Cometabolic biotransformation mediates the detoxification of oxytetracycline in Flavobacterium-enriched microbiome

Abstract

Oxytetracycline (OTC), a widely used antibiotic that is readily detectable in the environment, potentially has a number of negative ecological consequences. The present study revealed the key role of the cometabolic breakdown of OTC in activated sludge microbiomes, which led to a high removal efficiency and detoxification of both OTC and its derivatives. An AS bioreactor was established to treat environmentally relevant levels of OTC. The bioreactor achieved an overall OTC removal efficiency of 94–97% at the steady state, with cometabolic biotransformation as the primary contributor to this ahead of other removal routes such as direct metabolic biodegradation, biosorption, and phosphorolysis. A novel biotransformation pathway for OTC proposed in this study involved dehydration, hydroxylation, ring cleavage, and alcohol dehydrogenation, distinguishing it from previously reported pathways.
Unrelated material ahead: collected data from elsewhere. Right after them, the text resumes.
//! In-memory tool collaborators.
//!
//! These implementations are intended for:
//! - Unit/integration tests of tool orchestration
//! - Deterministic contract tests for the tool ports
//!
//! Nothing here touches the network or the filesystem; paths are computed,
//! never created.

use foundation_ports::{
    BoxFuture, ChecksumVerifier, ToolCache, ToolDownloader, ToolInstaller, ToolMetadata,
    VersionResolver,
};
use foundation_shared::{ErrorCode, ErrorEnvelope, Result};
use std::collections::{BTreeMap, BTreeSet};
use std::path::{Path, PathBuf};
use std::sync::{Mutex, PoisonError};
use tokio::sync::RwLock;

/// Tool cache backed by a map.
#[derive(Debug, Default)]
pub struct InMemoryToolCache {
    entries: Mutex<BTreeMap<(String, String), PathBuf>>,
}

impl InMemoryToolCache {
    /// Create an empty cache.
    #[must_use]
    pub fn new() -> Self {
        Self::default()
    }

    /// Number of cached entries.
    pub fn len(&self) -> usize {
        self.entries
            .lock()
            .unwrap_or_else(PoisonError::into_inner)
            .len()
    }

    /// Returns true when nothing is cached.
    pub fn is_empty(&self) -> bool {
        self.len() == 0
    }
}

impl ToolCache for InMemoryToolCache {
    fn get(&self, tool: &str, version: &str) -> Option<PathBuf> {
        self.entries
            .lock()
            .unwrap_or_else(PoisonError::into_inner)
            .get(&(tool.to_string(), version.to_string()))
            .cloned()
    }

    fn store(&self, tool: &str, version: &str, path: &Path) -> Result<()> {
        self.entries
            .lock()
            .unwrap_or_else(PoisonError::into_inner)
            .insert((tool.to_string(), version.to_string()), path.to_path_buf());
        Ok(())
    }

    fn invalidate(&self, tool: &str, version: &str) -> Result<()> {
        self.entries
            .lock()
            .unwrap_or_else(PoisonError::into_inner)
            .remove(&(tool.to_string(), version.to_string()));
        Ok(())
    }
}

/// Downloader that records requested URLs and "downloads" to `dest/<file>`.
#[derive(Debug, Default)]
pub struct InMemoryDownloader {
    requested: RwLock<Vec<String>>,
    failing: BTreeSet<String>,
}

impl InMemoryDownloader {
    /// Create a downloader that succeeds for every URL.
    #[must_use]
    pub fn new() -> Self {
        Self::default()
    }

    /// Make downloads of `url` fail with an I/O error.
    #[must_use]
    pub fn failing_on(mut self, url: impl Into<String>) -> Self {
        self.failing.insert(url.into());
        self
    }

    /// URLs requested so far, in order.
    pub async fn requested(&self) -> Vec<String> {
        self.requested.read().await.clone()
    }
}

impl ToolDownloader for InMemoryDownloader {
    fn download_with_progress<'a>(
        &'a self,
        url: &'a str,
        dest: &'a Path,
        _checksum: Option<&'a str>,
    ) -> BoxFuture<'a, Result<PathBuf>> {
        Box::pin(async move {
            self.requested.write().await.push(url.to_string());
            if self.failing.contains(url) {
                return Err(ErrorEnvelope::expected(ErrorCode::io(), "download failed")
                    .with_metadata("url", url));
            }
            let file_name = url.rsplit('/').next().filter(|name| !name.is_empty());
            Ok(dest.join(file_name.unwrap_or("artifact")))
        })
    }
}

/// Verifier that answers from a fixed table of path checksums.
///
/// Paths without an entry verify successfully.
#[derive(Debug, Default)]
pub struct TableChecksumVerifier {
    actual: BTreeMap<PathBuf, String>,
}

impl TableChecksumVerifier {
    /// Create a verifier that accepts everything.
    #[must_use]
    pub fn new() -> Self {
        Self::default()
    }

    /// Record the actual checksum of `path`.
    #[must_use]
    pub fn with_actual(mut self, path: impl Into<PathBuf>, checksum: impl Into<String>) -> Self {
        self.actual.insert(path.into(), checksum.into());
        self
    }
}

impl ChecksumVerifier for TableChecksumVerifier {
    fn verify_checksum(&self, path: &Path, checksum: &str) -> Result<bool> {
        Ok(self
            .actual
            .get(path)
            .is_none_or(|actual| actual.eq_ignore_ascii_case(checksum)))
    }
}

/// Installer that records installs and returns `<root>/<name>/<version>`.
#[derive(Debug)]
pub struct InMemoryInstaller {
    root: PathBuf,
    installed: RwLock<Vec<(PathBuf, ToolMetadata)>>,
}

impl InMemoryInstaller {
    /// Create an installer rooted at `root`.
    #[must_use]
    pub fn new(root: impl Into<PathBuf>) -> Self {
        Self {
            root: root.into(),
            installed: RwLock::new(Vec::new()),
        }
    }

    /// Installed `(artifact, metadata)` pairs, in order.
    pub async fn installed(&self) -> Vec<(PathBuf, ToolMetadata)> {
        self.installed.read().await.clone()
    }
}

impl ToolInstaller for InMemoryInstaller {
    fn install<'a>(
        &'a self,
        artifact: &'a Path,
        metadata: &'a ToolMetadata,
    ) -> BoxFuture<'a, Result<PathBuf>> {
        Box::pin(async move {
            self.installed
                .write()
                .await
                .push((artifact.to_path_buf(), metadata.clone()));
            Ok(metadata.install_path.clone().unwrap_or_else(|| {
                self.root.join(&metadata.name).join(&metadata.version)
            }))
        })
    }
}

/// Resolver supporting `latest`, exact versions and dotted prefixes.
///
/// Versions compare numerically per dot-separated component; non-numeric
/// components compare as text.
#[derive(Debug, Default, Clone, Copy)]
pub struct PrefixVersionResolver;

impl VersionResolver for PrefixVersionResolver {
    fn resolve(&self, spec: &str, available: &[String]) -> Result<String> {
        let spec = spec.trim();
        if available.iter().any(|version| version == spec) {
            return Ok(spec.to_string());
        }

        let prefix = format!("{spec}.");
        available
            .iter()
            .filter(|version| matches!(spec, "latest" | "*") || version.starts_with(&prefix))
            .max_by(|left, right| compare_versions(left, right))
            .cloned()
            .ok_or_else(|| {
                ErrorEnvelope::expected(
                    ErrorCode::new("tools", "version_not_found"),
                    "no available version matches spec",
                )
                .with_metadata("spec", spec)
            })
    }
}

fn compare_versions(left: &str, right: &str) -> std::cmp::Ordering {
    let mut left_parts = left.split('.');
    let mut right_parts = right.split('.');
    loop {
        match (left_parts.next(), right_parts.next()) {
            (None, None) => return std::cmp::Ordering::Equal,
            (None, Some(_)) => return std::cmp::Ordering::Less,
            (Some(_), None) => return std::cmp::Ordering::Greater,
            (Some(l), Some(r)) => {
                let ordering = match (l.parse::<u64>(), r.parse::<u64>()) {
                    (Ok(l), Ok(r)) => l.cmp(&r),
                    _ => l.cmp(r),
                };
                if ordering.is_ne() {
                    return ordering;
                }
            },
        }
    }
}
Although transformation products with potentially higher toxicity than OTC formed during the biotransformation process, the AS microbiome eliminated the overall toxicity of both OTC and its derivatives, as illustrated by both molecular structure-based toxicity simulations and antimicrobial susceptibility testing. Analysis of microbiome sequence data revealed the bacterial populations potentially facilitating cometabolic (e.g., Tolumonas) and direct metabolic (e.g., Flavobacterium) biotransformation. Overall, our study provides new insights into the removal routes and kinetics for OTC in AS microbiomes and the key species that potentially promote OTC transformation and detoxification.